### GIVEN ENTRIES
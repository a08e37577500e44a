//! Mock interpreter shared by the integration tests.

#![allow(dead_code)]

use std::borrow::Cow;

use sqbind::{ScriptVm, VmHandle};

/// A value on the mock VM's stack.
#[derive(Debug, Clone, PartialEq)]
pub enum Value {
    Null,
    Integer(i64),
    Float(f64),
    String(String),
    Table,
}

impl Value {
    pub fn type_name(&self) -> &'static str {
        match self {
            Value::Null => "null",
            Value::Integer(_) => "integer",
            Value::Float(_) => "float",
            Value::String(_) => "string",
            Value::Table => "table",
        }
    }
}

/// Stack-based VM with a native error channel that just collects messages.
#[derive(Debug)]
pub struct MockVm {
    handle: VmHandle,
    pub stack: Vec<Value>,
    pub raised: Vec<String>,
}

impl MockVm {
    pub fn new(id: usize) -> Self {
        Self {
            handle: VmHandle::from_raw(id).expect("non-zero id"),
            stack: Vec::new(),
            raised: Vec::new(),
        }
    }

    pub fn push(&mut self, value: Value) -> &mut Self {
        self.stack.push(value);
        self
    }

    fn slot(&self, index: isize) -> Option<&Value> {
        let slot = if index < 0 {
            self.stack.len().checked_sub(index.unsigned_abs())?
        } else {
            usize::try_from(index).ok()?.checked_sub(1)?
        };
        self.stack.get(slot)
    }

    pub fn string_at(&self, index: isize) -> Option<&str> {
        match self.slot(index)? {
            Value::String(s) => Some(s),
            _ => None,
        }
    }
}

impl ScriptVm for MockVm {
    fn handle(&self) -> VmHandle {
        self.handle
    }

    fn type_name_at(&self, index: isize) -> Option<Cow<'_, str>> {
        self.slot(index).map(|value| Cow::Borrowed(value.type_name()))
    }

    fn raise_error(&mut self, message: &str) {
        self.raised.push(message.to_string());
    }

    fn last_error(&self) -> Option<String> {
        self.raised.last().cloned()
    }
}

pub fn init_tracing() {
    let _ = tracing_subscriber::fmt()
        .with_env_filter("sqbind=trace,sqbind_core=trace")
        .with_test_writer()
        .try_init();
}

### PROBLEM REQUIREMENTS
Check each line of the listing above. Copy the ones with the word "Option".

### REPLY TO THE TASK
    fn slot(&self, index: isize) -> Option<&Value> {
    pub fn string_at(&self, index: isize) -> Option<&str> {
    fn type_name_at(&self, index: isize) -> Option<Cow<'_, str>> {
    fn last_error(&self) -> Option<String> {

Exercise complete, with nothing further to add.